While the Nazis checked out these outlandish statements, a Persian carpet dealer, Ibrahim Morady, drafted a list with the names, jobs and addresses of all the Iranian Jews of Paris. Sardari filed it with the German authorities, saying it was the list of those "Djougoutes" of Iran.
By the time Adolf Eichmann -- the head of the SS racial department and the mastermind of the mass extermination of millions of Jews -- replied in a letter to the German Embassy in Paris in December 1942 that any distinction between Persian and European Jews had to be rejected, Sardari had already secured the safety of one hundred Iranian Jewish families.
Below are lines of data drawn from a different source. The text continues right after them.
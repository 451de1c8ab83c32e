//! Error taxonomy for an import run.
//!
//! Business errors (validation messages reported by Exact for a document)
//! are not represented here: they are data, see [`crate::ErrorRow`].

use std::path::PathBuf;

use thiserror::Error;

use crate::payload::PayloadError;
use crate::store::SessionStoreError;

/// Failures of a page primitive.
#[derive(Debug, Error)]
pub enum PageError {
    /// Waiting for load, navigation or a selector ran out of time.
    #[error("Timeout: {0}")]
    Timeout(String),

    /// The browser reported a failed navigation.
    #[error("Navigation failed: {0}")]
    Navigation(String),

    /// The browser connection dropped or could not be established.
    #[error("Browser disconnected: {0}")]
    Disconnected(String),

    #[error("Element not found: {0}")]
    ElementNotFound(String),

    /// A script threw or returned an unexpected shape.
    #[error("Script error: {0}")]
    Script(String),

    #[error("Browser error: {0}")]
    Other(String),
}

impl PageError {
    /// Whether the failure is a transient transport fault rather than a page-state problem.
    pub fn is_transport(&self) -> bool {
        matches!(
            self,
            PageError::Timeout(_) | PageError::Navigation(_) | PageError::Disconnected(_)
        )
    }
}

/// Run-level errors.
#[derive(Debug, Error)]
pub enum ImportError {
    /// Required configuration is absent or invalid; no browser was opened.
    #[error("Configuration error: {0}")]
    Configuration(String),

    /// The login flow could not produce an authenticated session.
    #[error("Authentication failed: {reason}")]
    Authentication { reason: String },

    /// Navigation or confirmation timed out; the batch may be retried.
    #[error("Transport error: {0}")]
    Transport(String),

    /// The target directory has no document awaiting upload.
    #[error("No candidate documents in {}", .0.display())]
    NoCandidates(PathBuf),

    #[error(transparent)]
    Page(#[from] PageError),

    #[error(transparent)]
    Payload(#[from] PayloadError),

    #[error(transparent)]
    Store(#[from] SessionStoreError),

    #[error("IO error: {0}")]
    Io(#[from] std::io::Error),

    #[error("Serialization error: {0}")]
    Serialization(#[from] serde_json::Error),
}

impl ImportError {
    pub fn authentication(reason: impl Into<String>) -> Self {
        ImportError::Authentication {
            reason: reason.into(),
        }
    }

    /// Transport faults trigger the single whole-batch retry.
    pub fn is_transport(&self) -> bool {
        match self {
            ImportError::Transport(_) => true,
            ImportError::Page(e) => e.is_transport(),
            _ => false,
        }
    }
}

impl From<exact_import_config::ConfigError> for ImportError {
    fn from(e: exact_import_config::ConfigError) -> Self {
        ImportError::Configuration(e.to_string())
    }
}

#[cfg(test)]
mod tests {
    use super::*;

    #[test]
    fn test_page_error_transport_classification() {
        assert!(PageError::Timeout("load".into()).is_transport());
        assert!(PageError::Navigation("net::ERR_ABORTED".into()).is_transport());
        assert!(PageError::Disconnected("socket closed".into()).is_transport());
        assert!(!PageError::ElementNotFound("#txtFile".into()).is_transport());
        assert!(!PageError::Script("TypeError".into()).is_transport());
    }

    #[test]
    fn test_import_error_transport_classification() {
        assert!(ImportError::Transport("upload confirmation".into()).is_transport());
        assert!(ImportError::from(PageError::Timeout("x".into())).is_transport());
        assert!(!ImportError::authentication("still on login page").is_transport());
        assert!(!ImportError::Configuration("division".into()).is_transport());
        assert!(!ImportError::NoCandidates(PathBuf::from("/tmp")).is_transport());
    }

    #[test]
    fn test_display() {
        let err = ImportError::authentication("OTP unobtainable");
        assert_eq!(err.to_string(), "Authentication failed: OTP unobtainable");

        let err = ImportError::NoCandidates(PathBuf::from("/data/in"));
        assert_eq!(err.to_string(), "No candidate documents in /data/in");
    }

    #[test]
    fn test_config_error_maps_to_configuration() {
        let err: ImportError =
            exact_import_config::ConfigError::Invalid("exact.division: required".into()).into();
        assert!(matches!(err, ImportError::Configuration(ref m) if m.contains("exact.division")));
    }
}
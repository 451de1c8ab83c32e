//! [`Browser`] backed by a local Chrome.

use std::path::Path;
use std::sync::Arc;
use std::time::Duration;

use async_trait::async_trait;
use tracing::info;

use exact_import_config::Config;
use exact_import_core::{Browser, BrowserPage, PageError};

use crate::manager::{BrowserManager, BrowserManagerConfig};
use crate::page::CdpPage;

pub struct ChromeBrowser {
    manager: BrowserManager,
    page_timeout: Duration,
}

impl ChromeBrowser {
    pub fn new(config: BrowserManagerConfig, page_timeout: Duration) -> Self {
        Self {
            manager: BrowserManager::new(config),
            page_timeout,
        }
    }

    /// Chrome for one run, with its profile under `profile_dir`.
    pub fn from_config(config: &Config, profile_dir: &Path) -> Self {
        Self::new(
            BrowserManagerConfig::from_config(&config.browser, &config.timings, profile_dir),
            config.timings.navigation_timeout(),
        )
    }

    pub fn manager(&self) -> &BrowserManager {
        &self.manager
    }
}

#[async_trait]
impl Browser for ChromeBrowser {
    async fn open_page(&self) -> Result<Arc<dyn BrowserPage>, PageError> {
        let session = self.manager.new_page().await?;
        info!("Opened browser page");
        Ok(Arc::new(CdpPage::new(session, self.page_timeout)))
    }

    async fn close(&self) -> Result<(), PageError> {
        self.manager.shutdown_chrome().await?;
        Ok(())
    }
}

#[cfg(test)]
mod tests {
    use super::*;
    use exact_import_config::BrowserConfig;

    #[test]
    fn test_from_config_uses_run_profile() {
        let config = Config {
            browser: BrowserConfig {
                debug_port: 9444,
                headless: true,
                chrome_path: None,
            },
            ..Default::default()
        };

        let browser = ChromeBrowser::from_config(&config, Path::new("/tmp/run/user_data"));

        let manager = browser.manager().config();
        assert_eq!(manager.debug_port, 9444);
        assert!(manager.headless);
        assert_eq!(manager.profile_dir, Path::new("/tmp/run/user_data"));
        assert_eq!(browser.page_timeout, config.timings.navigation_timeout());
    }

    #[tokio::test]
    async fn test_close_before_open_is_harmless() {
        let browser = ChromeBrowser::new(BrowserManagerConfig::new("/tmp/profile"), Duration::from_secs(1));
        assert!(browser.close().await.is_ok());
    }
}
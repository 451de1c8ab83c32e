//! Simulated Exact Online for exercising the workflow without a browser.
//!
//! [`FakeErp`] plays the server: accepted credentials, second-factor policy,
//! per-document import results and injected transport faults. Each
//! [`FakeBrowser::open_page`] returns a fresh [`FakePage`] (a new browser
//! process, so no cookies) talking to the same server.

use std::collections::HashMap;
use std::path::Path;
use std::sync::Arc;
use std::sync::atomic::{AtomicUsize, Ordering};
use std::time::Duration;

use async_trait::async_trait;
use parking_lot::Mutex;
use serde_json::{Value, json};

use crate::error::PageError;
use crate::extractor::READ_TABLE_SCRIPT;
use crate::login::OperatorPrompt;
use crate::page::{Browser, BrowserPage};

pub const BASE_URL: &str = "https://erp.test";
pub const PORTAL_URL: &str = "https://erp.test/docs/MenuPortal.aspx";
pub const TOTP_URL: &str = "https://erp.test/docs/LoginTotp.aspx";
pub const MANUAL_URL: &str = "https://sso.test/start";
const VALID_SESSION: &[u8] = b"session:valid";
const ANONYMOUS_SESSION: &[u8] = b"session:anonymous";

/// A rendered result cell.
#[derive(Debug, Clone)]
pub struct FakeCell {
    pub text: String,
    pub attachment_id: Option<String>,
}

impl FakeCell {
    pub fn text(text: &str) -> Self {
        Self {
            text: text.to_string(),
            attachment_id: None,
        }
    }

    pub fn attachment(label: &str, attachment_id: &str) -> Self {
        Self {
            text: label.to_string(),
            attachment_id: Some(attachment_id.to_string()),
        }
    }
}

pub fn text_row(cells: &[&str]) -> Vec<FakeCell> {
    cells.iter().map(|c| FakeCell::text(c)).collect()
}

/// Escaped event payload as served by the detail endpoint.
pub fn event_payload(journal: &str, entry: &str) -> String {
    format!(
        "<?xml version=\"1.0\"?><html><body>&lt;eExact&gt;&lt;GLTransactions&gt;&lt;GLTransaction entry=\"{}\"&gt;&lt;Journal code=\"{}\"/&gt;&lt;/GLTransaction&gt;&lt;/GLTransactions&gt;&lt;/eExact&gt;</body></html>",
        entry, journal
    )
}

#[derive(Default)]
struct ErpState {
    username: String,
    password: String,
    totp_code: Option<String>,
    operator_completes_login: bool,
    operator_signalled: bool,
    /// Rendered (newest-first) result rows per uploaded file name.
    results: HashMap<String, Vec<Vec<FakeCell>>>,
    payloads: HashMap<String, String>,
    upload_timeouts: usize,
    file_timeouts: HashMap<String, usize>,
    list_failures: usize,
    list_stalls: usize,
    uploads: Vec<String>,
    fetched: Vec<String>,
    visited: Vec<String>,
    screenshots: usize,
    remember_device: bool,
}

/// Server side of the simulation.
#[derive(Default)]
pub struct FakeErp {
    state: Mutex<ErpState>,
    in_flight: AtomicUsize,
    max_in_flight: AtomicUsize,
}

impl FakeErp {
    pub fn new(username: &str, password: &str) -> Arc<Self> {
        let erp = Self::default();
        {
            let mut state = erp.state.lock();
            state.username = username.to_string();
            state.password = password.to_string();
        }
        Arc::new(erp)
    }

    /// Require this code on the second-factor page.
    pub fn require_totp(&self, code: &str) {
        self.state.lock().totp_code = Some(code.to_string());
    }

    /// Whether an operator signal on the manual page completes the login.
    pub fn operator_completes_login(&self, completes: bool) {
        self.state.lock().operator_completes_login = completes;
    }

    pub fn set_result(&self, file_name: &str, rendered_rows: Vec<Vec<FakeCell>>) {
        self.state.lock().results.insert(file_name.to_string(), rendered_rows);
    }

    pub fn set_payload(&self, attachment_id: &str, response: impl Into<String>) {
        self.state
            .lock()
            .payloads
            .insert(attachment_id.to_string(), response.into());
    }

    /// The next `n` import submissions never confirm.
    pub fn fail_uploads(&self, n: usize) {
        self.state.lock().upload_timeouts = n;
    }

    /// The next `n` imports of `file_name` never confirm.
    pub fn fail_upload_of(&self, file_name: &str, n: usize) {
        self.state.lock().file_timeouts.insert(file_name.to_string(), n);
    }

    /// The next `n` list refreshes fail with a script error.
    pub fn fail_list_refresh(&self, n: usize) {
        self.state.lock().list_failures = n;
    }

    /// The next `n` list refreshes re-render in place without navigating.
    pub fn stall_list_refresh(&self, n: usize) {
        self.state.lock().list_stalls = n;
    }

    /// File names whose import was confirmed, in order.
    pub fn uploads(&self) -> Vec<String> {
        self.state.lock().uploads.clone()
    }

    pub fn fetched(&self) -> Vec<String> {
        self.state.lock().fetched.clone()
    }

    pub fn visited(&self) -> Vec<String> {
        self.state.lock().visited.clone()
    }

    pub fn screenshots(&self) -> usize {
        self.state.lock().screenshots
    }

    pub fn remembered_device(&self) -> bool {
        self.state.lock().remember_device
    }

    pub fn operator_signalled(&self) -> bool {
        self.state.lock().operator_signalled
    }

    pub fn max_concurrent_fetches(&self) -> usize {
        self.max_in_flight.load(Ordering::SeqCst)
    }
}

#[derive(Debug, Default, Clone, Copy, PartialEq, Eq)]
enum Navigation {
    #[default]
    Idle,
    Pending,
    Hung,
}

#[derive(Default)]
struct PageState {
    url: String,
    authenticated: bool,
    focused: String,
    fields: HashMap<String, String>,
    attached: Option<String>,
    last_result: Vec<Vec<FakeCell>>,
    navigation: Navigation,
}

/// Client side of the simulation.
pub struct FakePage {
    erp: Arc<FakeErp>,
    state: Mutex<PageState>,
}

impl FakePage {
    pub fn new(erp: Arc<FakeErp>) -> Self {
        Self {
            erp,
            state: Mutex::new(PageState {
                url: "about:blank".to_string(),
                ..Default::default()
            }),
        }
    }

    pub fn is_authenticated(&self) -> bool {
        self.state.lock().authenticated
    }

    /// Render `rows` (newest first) as the current result list.
    pub fn show_result(&self, rows: Vec<Vec<FakeCell>>) {
        self.state.lock().last_result = rows;
    }

    fn submit_credentials(&self, page: &mut PageState) {
        let erp = self.erp.state.lock();
        let user_ok = page.fields.get("#LoginForm_UserName") == Some(&erp.username);
        let pass_ok = page.fields.get("#LoginForm_Password") == Some(&erp.password);
        page.navigation = Navigation::Pending;
        if !(user_ok && pass_ok) {
            return;
        }
        if erp.totp_code.is_some() {
            page.url = TOTP_URL.to_string();
        } else {
            page.authenticated = true;
            page.url = PORTAL_URL.to_string();
        }
    }

    fn submit_totp(&self, page: &mut PageState) {
        let erp = self.erp.state.lock();
        page.navigation = Navigation::Pending;
        if page.fields.get("#LoginForm_Input_Key") == erp.totp_code.as_ref() {
            page.authenticated = true;
            page.url = PORTAL_URL.to_string();
        } else {
            page.url = format!("{}/docs/Login.aspx?Language=EN", BASE_URL);
        }
    }
}

#[async_trait]
impl BrowserPage for FakePage {
    async fn goto(&self, url: &str) -> Result<(), PageError> {
        self.erp.state.lock().visited.push(url.to_string());
        let mut page = self.state.lock();
        page.navigation = Navigation::Idle;
        page.url = if (url.contains("Login.aspx") || url == MANUAL_URL) && page.authenticated {
            PORTAL_URL.to_string()
        } else if url.starts_with(BASE_URL) && !url.contains("Login.aspx") && !page.authenticated {
            format!("{}/docs/Login.aspx?ReturnUrl=x", BASE_URL)
        } else {
            url.to_string()
        };
        Ok(())
    }

    async fn current_url(&self) -> Result<String, PageError> {
        let mut page = self.state.lock();
        let erp = self.erp.state.lock();
        if page.url == MANUAL_URL && erp.operator_signalled && erp.operator_completes_login {
            page.authenticated = true;
            page.url = PORTAL_URL.to_string();
        }
        Ok(page.url.clone())
    }

    async fn wait_for_selector(&self, selector: &str) -> Result<(), PageError> {
        let page = self.state.lock();
        let present = match selector {
            "#LoginForm_UserName" | "#LoginForm_Password" => page.url.contains("Login.aspx"),
            "#LoginForm_Input_Key" | "#LoginForm_RememberDevice" => page.url == TOTP_URL,
            _ => true,
        };
        if present {
            Ok(())
        } else {
            Err(PageError::Timeout(format!("waiting for {}", selector)))
        }
    }

    async fn type_into(&self, selector: &str, text: &str) -> Result<(), PageError> {
        let mut page = self.state.lock();
        page.focused = selector.to_string();
        page.fields.insert(selector.to_string(), text.to_string());
        Ok(())
    }

    async fn press_enter(&self) -> Result<(), PageError> {
        let mut page = self.state.lock();
        match page.focused.as_str() {
            "#LoginForm_Password" => self.submit_credentials(&mut page),
            "#LoginForm_Input_Key" => self.submit_totp(&mut page),
            _ => {}
        }
        Ok(())
    }

    async fn click(&self, selector: &str) -> Result<(), PageError> {
        let mut page = self.state.lock();
        let mut erp = self.erp.state.lock();
        match selector {
            "#LoginForm_RememberDevice" => erp.remember_device = true,
            "#btnImport" => {
                let file = page
                    .attached
                    .clone()
                    .ok_or_else(|| PageError::Script("no file attached".to_string()))?;
                let file_timeouts = erp.file_timeouts.get(&file).copied().unwrap_or(0);
                if erp.upload_timeouts > 0 {
                    erp.upload_timeouts -= 1;
                    page.navigation = Navigation::Hung;
                } else if file_timeouts > 0 {
                    erp.file_timeouts.insert(file, file_timeouts - 1);
                    page.navigation = Navigation::Hung;
                } else {
                    page.last_result = erp.results.get(&file).cloned().unwrap_or_default();
                    erp.uploads.push(file);
                    page.navigation = Navigation::Pending;
                }
            }
            "#List_Show" => {
                if erp.list_failures > 0 {
                    erp.list_failures -= 1;
                    return Err(PageError::Script("list refresh failed".to_string()));
                }
                if erp.list_stalls > 0 {
                    erp.list_stalls -= 1;
                    page.navigation = Navigation::Hung;
                } else {
                    page.navigation = Navigation::Pending;
                }
            }
            _ => {}
        }
        Ok(())
    }

    async fn wait_for_navigation(&self, _timeout: Duration) -> Result<(), PageError> {
        let mut page = self.state.lock();
        match std::mem::take(&mut page.navigation) {
            Navigation::Hung => Err(PageError::Timeout("Navigation timeout".to_string())),
            Navigation::Idle | Navigation::Pending => Ok(()),
        }
    }

    async fn set_input_files(&self, _selector: &str, path: &Path) -> Result<(), PageError> {
        if !path.exists() {
            return Err(PageError::Other(format!("{:?} does not exist", path)));
        }
        let name = path
            .file_name()
            .map(|n| n.to_string_lossy().into_owned())
            .unwrap_or_default();
        self.state.lock().attached = Some(name);
        Ok(())
    }

    async fn evaluate(&self, script: &str) -> Result<Value, PageError> {
        if script == READ_TABLE_SCRIPT {
            let page = self.state.lock();
            let rows: Vec<Value> = page
                .last_result
                .iter()
                .map(|row| {
                    Value::Array(
                        row.iter()
                            .map(|cell| {
                                let href = cell.attachment_id.as_ref().map(|id| {
                                    format!(
                                        "{}/docs/SysAttachmentView.aspx?AttachmentID={}&_Division_=42",
                                        BASE_URL, id
                                    )
                                });
                                json!({ "text": cell.text, "href": href })
                            })
                            .collect(),
                    )
                })
                .collect();
            return Ok(Value::Array(rows));
        }
        if script.contains("List_ps") {
            return Ok(Value::Bool(true));
        }
        Ok(Value::Null)
    }

    async fn fetch_text(&self, url: &str) -> Result<String, PageError> {
        let current = self.erp.in_flight.fetch_add(1, Ordering::SeqCst) + 1;
        self.erp.max_in_flight.fetch_max(current, Ordering::SeqCst);
        tokio::task::yield_now().await;
        self.erp.in_flight.fetch_sub(1, Ordering::SeqCst);

        let id = url::Url::parse(url)
            .ok()
            .and_then(|u| {
                u.query_pairs()
                    .find(|(k, _)| k == "ID")
                    .map(|(_, v)| v.into_owned())
            })
            .unwrap_or_default();
        let mut erp = self.erp.state.lock();
        erp.fetched.push(id.clone());
        erp.payloads
            .get(&id)
            .cloned()
            .ok_or_else(|| PageError::Other(format!("404 for {}", url)))
    }

    async fn screenshot(&self) -> Result<Vec<u8>, PageError> {
        self.erp.state.lock().screenshots += 1;
        Ok(b"\x89PNG".to_vec())
    }

    async fn export_session(&self) -> Result<Vec<u8>, PageError> {
        Ok(if self.state.lock().authenticated {
            VALID_SESSION.to_vec()
        } else {
            ANONYMOUS_SESSION.to_vec()
        })
    }

    async fn import_session(&self, blob: &[u8]) -> Result<(), PageError> {
        if blob == VALID_SESSION {
            self.state.lock().authenticated = true;
        }
        Ok(())
    }
}

/// Browser handing out [`FakePage`]s against one [`FakeErp`].
pub struct FakeBrowser {
    erp: Arc<FakeErp>,
    opened: AtomicUsize,
    closed: AtomicUsize,
}

impl FakeBrowser {
    pub fn new(erp: Arc<FakeErp>) -> Self {
        Self {
            erp,
            opened: AtomicUsize::new(0),
            closed: AtomicUsize::new(0),
        }
    }

    pub fn pages_opened(&self) -> usize {
        self.opened.load(Ordering::SeqCst)
    }

    pub fn times_closed(&self) -> usize {
        self.closed.load(Ordering::SeqCst)
    }
}

#[async_trait]
impl Browser for FakeBrowser {
    async fn open_page(&self) -> Result<Arc<dyn BrowserPage>, PageError> {
        self.opened.fetch_add(1, Ordering::SeqCst);
        Ok(Arc::new(FakePage::new(self.erp.clone())))
    }

    async fn close(&self) -> Result<(), PageError> {
        self.closed.fetch_add(1, Ordering::SeqCst);
        Ok(())
    }
}

/// Operator stand-in: records the signal, never blocks.
pub struct FakeOperator {
    erp: Arc<FakeErp>,
}

impl FakeOperator {
    pub fn new(erp: Arc<FakeErp>) -> Self {
        Self { erp }
    }
}

#[async_trait]
impl OperatorPrompt for FakeOperator {
    async fn wait_for_continue(&self, _message: &str) -> std::io::Result<()> {
        self.erp.state.lock().operator_signalled = true;
        Ok(())
    }
}
//! # exact-import core
//!
//! Drives one browser session against Exact Online to import a directory of
//! XML documents, one at a time, and recovers the server-side validation
//! messages for every import.
//!
//! ## Pipeline
//!
//! ```text
//! SessionManager ──► for each document ─┬─► DocumentUploader
//!   (login FSM)                         └─► ErrorExtractor ──► logs
//!                                                   │
//!                               ErrorSummarizer ◄───┘ (run aggregate)
//! ```
//!
//! The browser itself is reached only through the [`Browser`] and
//! [`BrowserPage`] traits; `exact-import-browser` implements them over CDP.

pub mod artifacts;
pub mod document;
pub mod error;
pub mod extractor;
pub mod login;
pub mod orchestrator;
pub mod page;
pub mod payload;
pub mod store;
pub mod summary;
pub mod totp;
pub mod uploader;

#[cfg(any(test, feature = "testing"))]
pub mod testing;

pub use artifacts::{RunArtifacts, RunPaths};
pub use document::{Document, DocumentScanner, DocumentStatus};
pub use error::{ImportError, PageError};
pub use extractor::{ErrorExtractor, ErrorRow};
pub use login::{LoginState, OperatorPrompt, SessionManager, StdinPrompt};
pub use orchestrator::{DocumentReport, RunReport, UploadOrchestrator};
pub use page::{Browser, BrowserPage};
pub use payload::{PayloadError, UNKNOWN_KEY};
pub use store::{FileSessionStore, MemorySessionStore, SessionStore, SessionStoreError};
pub use summary::{ErrorSummarizer, ErrorSummary, RowFields};
pub use totp::{OtpSecret, TotpAlgorithm};
pub use uploader::DocumentUploader;
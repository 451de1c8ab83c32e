//! CDP page session for interacting with a single page.

mod core;
mod dom;
mod input;
mod js;
mod navigation;
mod network;

pub use self::core::PageSession;
pub use self::input::KeyDefinition;

#[cfg(test)]
#[path = "tests.rs"]
mod tests;
//! Cookie access for CDP page session.

use serde_json::json;
use tracing::debug;

use crate::cdp::error::CdpError;
use crate::cdp::protocol::{Cookie, CookieParam};

use super::core::PageSession;

impl PageSession {
    /// Every cookie in the browser profile.
    pub async fn get_all_cookies(&self) -> Result<Vec<Cookie>, CdpError> {
        let result = self.call("Network.getAllCookies", None).await?;
        let cookies: Vec<Cookie> = serde_json::from_value(result["cookies"].clone())?;
        Ok(cookies)
    }

    pub async fn set_cookies(&self, cookies: &[Cookie]) -> Result<(), CdpError> {
        if cookies.is_empty() {
            return Ok(());
        }
        let params: Vec<CookieParam> = cookies.iter().map(CookieParam::from).collect();
        self.call("Network.setCookies", Some(json!({"cookies": params})))
            .await?;
        debug!("Restored {} cookie(s)", cookies.len());
        Ok(())
    }
}
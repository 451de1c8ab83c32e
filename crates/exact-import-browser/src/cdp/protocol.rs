//! Wire types for the subset of the DevTools protocol the driver speaks.

use serde::{Deserialize, Serialize};
use serde_json::Value;

/// Outgoing command. `session_id` routes it to an attached page.
#[derive(Debug, Serialize)]
pub struct CdpRequest {
    pub id: u64,
    pub method: String,
    #[serde(skip_serializing_if = "Option::is_none")]
    pub params: Option<Value>,
    #[serde(skip_serializing_if = "Option::is_none")]
    #[serde(rename = "sessionId")]
    pub session_id: Option<String>,
}

/// Incoming frame: a response when `id` is set, an event otherwise.
#[derive(Debug, Deserialize)]
pub struct CdpResponse {
    pub id: Option<u64>,
    pub result: Option<Value>,
    pub error: Option<CdpErrorResponse>,
    pub method: Option<String>,
    pub params: Option<Value>,
    #[serde(rename = "sessionId")]
    pub session_id: Option<String>,
}

#[derive(Debug, Deserialize)]
pub struct CdpErrorResponse {
    pub code: i64,
    pub message: String,
}

/// Target created through `PUT /json/new`.
#[derive(Debug, Clone, Deserialize)]
pub struct PageInfo {
    pub id: String,
    #[serde(rename = "type")]
    pub page_type: String,
    pub url: String,
}

/// `GET /json/version`; Chrome uses mixed-case keys here.
#[derive(Debug, Clone, Deserialize)]
pub struct BrowserVersion {
    #[serde(rename = "Browser")]
    pub browser: String,
    #[serde(rename = "Protocol-Version")]
    pub protocol_version: String,
    #[serde(rename = "webSocketDebuggerUrl")]
    pub web_socket_debugger_url: String,
}

// ============================================================================
// DOM Types
// ============================================================================

/// `DOM.getBoxModel` result; quads are eight numbers, clockwise from top-left.
#[derive(Debug, Clone, Deserialize)]
#[serde(rename_all = "camelCase")]
pub struct BoxModel {
    pub content: Vec<f64>,
    pub width: i64,
    pub height: i64,
}

impl BoxModel {
    /// Centre of the content quad.
    pub fn center(&self) -> Option<(f64, f64)> {
        if self.content.len() < 8 {
            return None;
        }
        let x = (self.content[0] + self.content[2] + self.content[4] + self.content[6]) / 4.0;
        let y = (self.content[1] + self.content[3] + self.content[5] + self.content[7]) / 4.0;
        Some((x, y))
    }
}

// ============================================================================
// Runtime Types
// ============================================================================

#[derive(Debug, Clone, Deserialize)]
#[serde(rename_all = "camelCase")]
pub struct RemoteObject {
    #[serde(rename = "type")]
    pub object_type: String,
    pub value: Option<Value>,
    pub description: Option<String>,
}

/// `exceptionDetails` of a failed `Runtime.evaluate`.
#[derive(Debug, Clone, Deserialize)]
#[serde(rename_all = "camelCase")]
pub struct ExceptionDetails {
    pub text: String,
    pub exception: Option<RemoteObject>,
}

impl ExceptionDetails {
    /// The thrown value's description when there is one, else the summary text.
    pub fn message(&self) -> String {
        self.exception
            .as_ref()
            .and_then(|e| e.description.clone())
            .unwrap_or_else(|| self.text.clone())
    }
}

// ============================================================================
// Input Types
// ============================================================================

#[derive(Debug, Clone, Copy, Serialize)]
#[serde(rename_all = "lowercase")]
pub enum MouseButton {
    None,
    Left,
}

#[derive(Debug, Clone, Copy, Serialize)]
#[serde(rename_all = "camelCase")]
pub enum MouseEventType {
    MousePressed,
    MouseReleased,
    MouseMoved,
}

#[derive(Debug, Clone, Copy, Serialize)]
#[serde(rename_all = "camelCase")]
pub enum KeyEventType {
    KeyDown,
    KeyUp,
}

// ============================================================================
// Network Types
// ============================================================================

/// Cookie as reported by `Network.getAllCookies`.
#[derive(Debug, Clone, PartialEq, Serialize, Deserialize)]
#[serde(rename_all = "camelCase")]
pub struct Cookie {
    pub name: String,
    pub value: String,
    pub domain: String,
    pub path: String,
    /// Seconds since the epoch; -1 for session cookies.
    #[serde(default)]
    pub expires: f64,
    #[serde(default)]
    pub http_only: bool,
    #[serde(default)]
    pub secure: bool,
    #[serde(default)]
    pub session: bool,
    #[serde(default, skip_serializing_if = "Option::is_none")]
    pub same_site: Option<String>,
}

/// Cookie as accepted by `Network.setCookies`.
#[derive(Debug, Clone, PartialEq, Serialize)]
#[serde(rename_all = "camelCase")]
pub struct CookieParam {
    pub name: String,
    pub value: String,
    pub domain: String,
    pub path: String,
    #[serde(skip_serializing_if = "Option::is_none")]
    pub expires: Option<f64>,
    pub http_only: bool,
    pub secure: bool,
    #[serde(skip_serializing_if = "Option::is_none")]
    pub same_site: Option<String>,
}

impl From<&Cookie> for CookieParam {
    fn from(cookie: &Cookie) -> Self {
        let expires = if cookie.session || cookie.expires < 0.0 {
            None
        } else {
            Some(cookie.expires)
        };
        Self {
            name: cookie.name.clone(),
            value: cookie.value.clone(),
            domain: cookie.domain.clone(),
            path: cookie.path.clone(),
            expires,
            http_only: cookie.http_only,
            secure: cookie.secure,
            same_site: cookie.same_site.clone(),
        }
    }
}

// ============================================================================
// Screenshot Types
// ============================================================================

#[derive(Debug, Clone, Copy, Serialize)]
#[serde(rename_all = "lowercase")]
pub enum ScreenshotFormat {
    Jpeg,
    Png,
}

#[cfg(test)]
#[path = "protocol_tests.rs"]
mod tests;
Life in Iran hadn't always been easy for the Jews, though. There were minor pogroms and forced conversions imposed on the population in Mashad, Ishafan, and Tabriz, between the 19th and the 20th century, said Meir Litvak, professor of Middle Eastern studies at Tel Aviv University.
The hatred against Jews was rooted primarily in the Shiite tradition saying that Jews were impure and could contaminate water and food, putting the lives of Muslims at risk.
Sardari was exceptional because he spent himself for the Jews when Iran and Germany were in good terms, but also later when they were at war and he had lost diplomatic immunity, said author Eliezer "Geizi" Tsafrir, formerly the chief of the Tehran station of the Israeli secret service, the Mossad.
In June 1942, when Iran declared war on Germany after the British and Russian armies invaded the country despite its declared neutrality, Sardari found himself without any diplomatic, financial, and political support from home.
He did not give up, and used the hundreds of blank passports stored in a safe at the Iranian consulate for a number of French Jews, who thanks to the documents got safe passage together with their families.
Those heroic deeds didnt earn Abdol Hossein Sardari fame, though, or even a comfortable end to his days.
After the war, he was prosecuted in Iran for overstepping his authority and later, in 1979, when the revolution brought Ayatollah Khomeini to power, he was stripped of his pension and property, as happened to many Iranians linked to the old regime.
Sardari died alone and in poverty in London in 1981. His story is barely known among the 20,000 Jews who live in Iran today, the biggest Jewish community in the Middle East after Israel itself.
Still, Iranian Jews - who are allocated one seat in the Majlis, the Iranian Parliament - are not allowed to remember the Holocaust, since the very historical fact of the Shoah is denied by Iranian leaders.
Back in time, apart from the perception of impurity, the main reason for Shiites to hate Jews was the competition with the other minorities in a context dominated by the Sunni strain of Islam. But today, anti-Semitism is a political card, said Professor Litvak.
We don't know what Abdol Hossein Sardari would do today. But we can safely say that he would disagree with Iranian president Mahmoud Ahmadinejad, who has repeatedly called for the destruction of the Jewish state.